It's so important to reflect on what we do, where we want to go and set goals for ourselves. What do I want to do? Where do I see my business going? What do I want my life to look like? It's all a little bit confusing at the moment but writing this blog is allowing me to begin the process of evaluating and reflect on whats most important.
Me, the Graphic Designer
I'm a good graphic designer, it often comes easy to me after twelve years of experience and is the thing that pays but is it really what I want to be doing outside of my day job? No, I don't think so... my heart lies elsewhere. It is, however, very satisfying to help people/organisations create an identity and transform their brand into something more relevant, current and eye catching.
I have been a volunteer for the Bulwell Arts Festival for the past three years, volunteering my time, creative input and graphic design skills and have had some great feedback for the work I have created. I have rebranded the festival, given it a clear defined identity and produced all the visual elements associated with it. Everything with the Bulwell Arts Festival logo and design style on since 2017 has more than likely been created by my fair hands.
Each year the Bulwell Arts Festival grows in size and popularity, we're getting our message out there and people are loving what they see and take part in. Wow, what an achievement for such a small team of volunteers. I feel passionate about everything the Bulwell Arts Festival is trying to achieve and feel proud to be a part of that. Unfortunately, with my head the way it is, I'm loosing my way a little bit. Most of my time is spent on the graphic design work. I'm lucky enough to be a designer and a maker and have, for the past couple of years, hosted a community based yarn project as well as produce the marketing material.
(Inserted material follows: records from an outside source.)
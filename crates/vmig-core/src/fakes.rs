//! In-memory fakes for the async seams (testing only)
//!
//! Provides `ScriptedBackend`, `MemorySecretStore` and `ScriptedPrompt`
//! that satisfy the trait contracts without spawning processes or touching
//! a real credential vault.

use std::collections::{HashMap, VecDeque};
use std::sync::{Mutex, PoisonError};
use std::time::Duration;

use async_trait::async_trait;
use script_host::{ProcessOutput, ScriptHostError};
use serde_json::Value;

use crate::credentials::{PromptResponse, Secret, SecretPrompt, SecretStore};
use crate::dispatcher::{BackendRequest, ScriptBackend};
use crate::domain::{Connection, Result};

// ---------------------------------------------------------------------------
// ScriptedBackend
// ---------------------------------------------------------------------------

/// Backend answering from a queue of scripted responses.
///
/// Every request is recorded. Once the queue is empty each call answers
/// `Success` with exit code 0.
#[derive(Debug, Default)]
pub struct ScriptedBackend {
    responses: Mutex<VecDeque<script_host::Result<ProcessOutput>>>,
    requests: Mutex<Vec<BackendRequest>>,
    delay: Option<Duration>,
}

impl ScriptedBackend {
    pub fn new() -> Self {
        Self::default()
    }

    /// Sleep this long inside every call.
    pub fn with_delay(mut self, delay: Duration) -> Self {
        self.delay = Some(delay);
        self
    }

    pub fn push_stdout(&self, stdout: &str) {
        self.push_output(stdout, "", 0);
    }

    pub fn push_output(&self, stdout: &str, stderr: &str, exit_code: i32) {
        self.push(Ok(ProcessOutput {
            stdout: stdout.to_string(),
            stderr: stderr.to_string(),
            exit_code,
            duration_ms: 1,
        }));
    }

    pub fn push_error(&self, error: ScriptHostError) {
        self.push(Err(error));
    }

    fn push(&self, response: script_host::Result<ProcessOutput>) {
        self.responses
            .lock()
            .unwrap_or_else(PoisonError::into_inner)
            .push_back(response);
    }

    /// All requests received so far.
    pub fn requests(&self) -> Vec<BackendRequest> {
        self.requests
            .lock()
            .unwrap_or_else(PoisonError::into_inner)
            .clone()
    }

    /// Stdin payloads decoded as JSON, skipping Direct-convention calls.
    pub fn stdin_payloads(&self) -> Vec<Value> {
        self.requests()
            .iter()
            .filter_map(|r| r.stdin.as_deref())
            .filter_map(|bytes| serde_json::from_slice(bytes).ok())
            .collect()
    }
}

#[async_trait]
impl ScriptBackend for ScriptedBackend {
    async fn execute(&self, request: BackendRequest) -> script_host::Result<ProcessOutput> {
        self.requests
            .lock()
            .unwrap_or_else(PoisonError::into_inner)
            .push(request);
        if let Some(delay) = self.delay {
            tokio::time::sleep(delay).await;
        }
        let next = self
            .responses
            .lock()
            .unwrap_or_else(PoisonError::into_inner)
            .pop_front();
        next.unwrap_or_else(|| {
            Ok(ProcessOutput {
                stdout: "Success".to_string(),
                stderr: String::new(),
                exit_code: 0,
                duration_ms: 1,
            })
        })
    }
}

// ---------------------------------------------------------------------------
// MemorySecretStore
// ---------------------------------------------------------------------------

/// Secret store keyed by `username@address`.
#[derive(Debug, Default)]
pub struct MemorySecretStore {
    secrets: Mutex<HashMap<String, Secret>>,
}

impl MemorySecretStore {
    pub fn new() -> Self {
        Self::default()
    }

    pub fn insert(&self, connection: &Connection, secret: &str) {
        self.secrets
            .lock()
            .unwrap_or_else(PoisonError::into_inner)
            .insert(connection.endpoint_key(), Secret::new(secret));
    }
}

#[async_trait]
impl SecretStore for MemorySecretStore {
    async fn get(&self, connection: &Connection) -> Option<Secret> {
        self.secrets
            .lock()
            .unwrap_or_else(PoisonError::into_inner)
            .get(&connection.endpoint_key())
            .cloned()
    }

    async fn put(&self, connection: &Connection, secret: &Secret) -> Result<()> {
        self.secrets
            .lock()
            .unwrap_or_else(PoisonError::into_inner)
            .insert(connection.endpoint_key(), secret.clone());
        Ok(())
    }
}

// ---------------------------------------------------------------------------
// ScriptedPrompt
// ---------------------------------------------------------------------------

/// Prompt answering from a queue; cancels once the queue is empty.
#[derive(Debug, Default)]
pub struct ScriptedPrompt {
    responses: Mutex<VecDeque<PromptResponse>>,
    titles: Mutex<Vec<String>>,
}

impl ScriptedPrompt {
    pub fn new(responses: Vec<PromptResponse>) -> Self {
        Self {
            responses: Mutex::new(responses.into()),
            titles: Mutex::new(Vec::new()),
        }
    }

    /// Number of times the prompt was shown.
    pub fn calls(&self) -> usize {
        self.titles
            .lock()
            .unwrap_or_else(PoisonError::into_inner)
            .len()
    }

    pub fn titles(&self) -> Vec<String> {
        self.titles
            .lock()
            .unwrap_or_else(PoisonError::into_inner)
            .clone()
    }
}

#[async_trait]
impl SecretPrompt for ScriptedPrompt {
    async fn prompt(&self, title: &str, _message: &str) -> PromptResponse {
        self.titles
            .lock()
            .unwrap_or_else(PoisonError::into_inner)
            .push(title.to_string());
        self.responses
            .lock()
            .unwrap_or_else(PoisonError::into_inner)
            .pop_front()
            .unwrap_or_else(PromptResponse::cancelled)
    }
}
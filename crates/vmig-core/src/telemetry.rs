//! Tracing initialisation for the vmig binary.
//!
//! Call [`init_tracing`] once at program start. Later calls are ignored
//! since the global subscriber can only be set once per process.

use tracing::Level;
use tracing_subscriber::layer::SubscriberExt;
use tracing_subscriber::util::SubscriberInitExt;
use tracing_subscriber::{fmt, EnvFilter};

/// Initialise the global tracing subscriber.
///
/// `json` switches to newline-delimited JSON lines. `level` is the default
/// verbosity when `RUST_LOG` is not set. Output goes to stderr so stdout
/// stays free for command results.
pub fn init_tracing(json: bool, level: Level) {
    let env_filter =
        EnvFilter::try_from_default_env().unwrap_or_else(|_| EnvFilter::new(level.as_str()));

    if json {
        tracing_subscriber::registry()
            .with(env_filter)
            .with(fmt::layer().with_target(false).with_writer(std::io::stderr).json())
            .try_init()
            .ok();
    } else {
        tracing_subscriber::registry()
            .with(env_filter)
            .with(fmt::layer().with_target(false).with_writer(std::io::stderr))
            .try_init()
            .ok();
    }
}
Yarny stuff often comes secondary simply because the graphic design side takes up so much of my time and energy. Next year I intend to switch the priority level of these two around and make 2020 my year for yarn. I'll still, no doubt, be the main (only!) graphic designer producing the programme and stuff but with a different mindset I hope its a more enjoyable process.
Off the back of my voluntary work for the Bulwell Arts Festival I have, this year, taken on a commission project with the Bulwell United Reformed Church. The Church is undergoing a rebrand and I have been brought in to create their graphic design and marketing material. In comparison to the Bulwell Arts Festival the Church's rebrand is a doddle, there is a huge amount of it however, which adds pressure to my already epic list of things to do. Again, is graphic design where I want to be focusing my energy?
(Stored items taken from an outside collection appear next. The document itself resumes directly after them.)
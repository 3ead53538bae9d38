//! Aggregate statistics for a run.

use chrono::{DateTime, Duration, Utc};
use serde::{Deserialize, Serialize};

use super::item::{ItemStatus, MigrationItem};

/// Overall verdict derived from a summary's counters.
#[derive(Debug, Clone, Copy, PartialEq, Eq, Serialize, Deserialize)]
#[serde(rename_all = "snake_case")]
pub enum RunVerdict {
    /// Nothing failed.
    Succeeded,
    /// At least one success and at least one failure.
    PartialFailure,
    /// Failures and no successes.
    TotalFailure,
}

/// Counters and timing closing out one run.
///
/// Always built from item statuses via [`RunSummary::from_items`], so the
/// counters cannot drift from the items they describe.
#[derive(Debug, Clone, PartialEq, Eq, Serialize, Deserialize)]
pub struct RunSummary {
    pub succeeded: usize,
    pub failed: usize,
    pub skipped: usize,
    /// Number of included items.
    pub total: usize,
    pub started_at: DateTime<Utc>,
    pub ended_at: DateTime<Utc>,
}

impl RunSummary {
    /// Count statuses of the included items.
    pub fn from_items(
        items: &[MigrationItem],
        started_at: DateTime<Utc>,
        ended_at: DateTime<Utc>,
    ) -> Self {
        let mut summary = Self {
            succeeded: 0,
            failed: 0,
            skipped: 0,
            total: 0,
            started_at,
            ended_at,
        };
        for item in items.iter().filter(|i| i.included) {
            summary.total += 1;
            match item.status {
                ItemStatus::Migrated => summary.succeeded += 1,
                ItemStatus::Failed => summary.failed += 1,
                ItemStatus::Skipped => summary.skipped += 1,
                ItemStatus::Pending => {}
            }
        }
        summary
    }

    pub fn processed(&self) -> usize {
        self.succeeded + self.failed + self.skipped
    }

    pub fn not_processed(&self) -> usize {
        self.total - self.processed()
    }

    pub fn duration(&self) -> Duration {
        self.ended_at - self.started_at
    }

    pub fn human_duration(&self) -> String {
        format_duration(self.duration())
    }

    pub fn verdict(&self) -> RunVerdict {
        match (self.succeeded, self.failed) {
            (_, 0) => RunVerdict::Succeeded,
            (0, _) => RunVerdict::TotalFailure,
            _ => RunVerdict::PartialFailure,
        }
    }

    /// Counts line: `"2 successful, 1 failed"`, skipped appended when non-zero.
    pub fn counts_line(&self) -> String {
        let mut line = format!("{} successful, {} failed", self.succeeded, self.failed);
        if self.skipped > 0 {
            line.push_str(&format!(", {} skipped", self.skipped));
        }
        line
    }
}

/// Render a duration as `"4.2s"`, `"2m 05s"` or `"1h 02m 03s"`.
pub fn format_duration(duration: Duration) -> String {
    let millis = duration.num_milliseconds().max(0);
    let secs = millis / 1000;
    if secs < 60 {
        format!("{:.1}s", millis as f64 / 1000.0)
    } else if secs < 3600 {
        format!("{}m {:02}s", secs / 60, secs % 60)
    } else {
        format!("{}h {:02}m {:02}s", secs / 3600, (secs % 3600) / 60, secs % 60)
    }
}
I first attended the Bulwell United Reformed Church about five and a half years ago, when Martha was a baby and I was pregnant with Elsie. The playgroup they ran (and still run) on a Thursday afternoon was a huge game changer for us as a family. We made some of our bestest friends there and have been welcomed into the churches family. Playgroup was the beginning, then Messy Church on the first Saturday of the month, then coffee mornings, ladies night, youth groups, their is truly something for everyone. I wouldn't say I'm a religious person but I love what the Church offers; community, storytelling, friendship, tradition and fun! So, when I was asked to help, I just couldn't refuse.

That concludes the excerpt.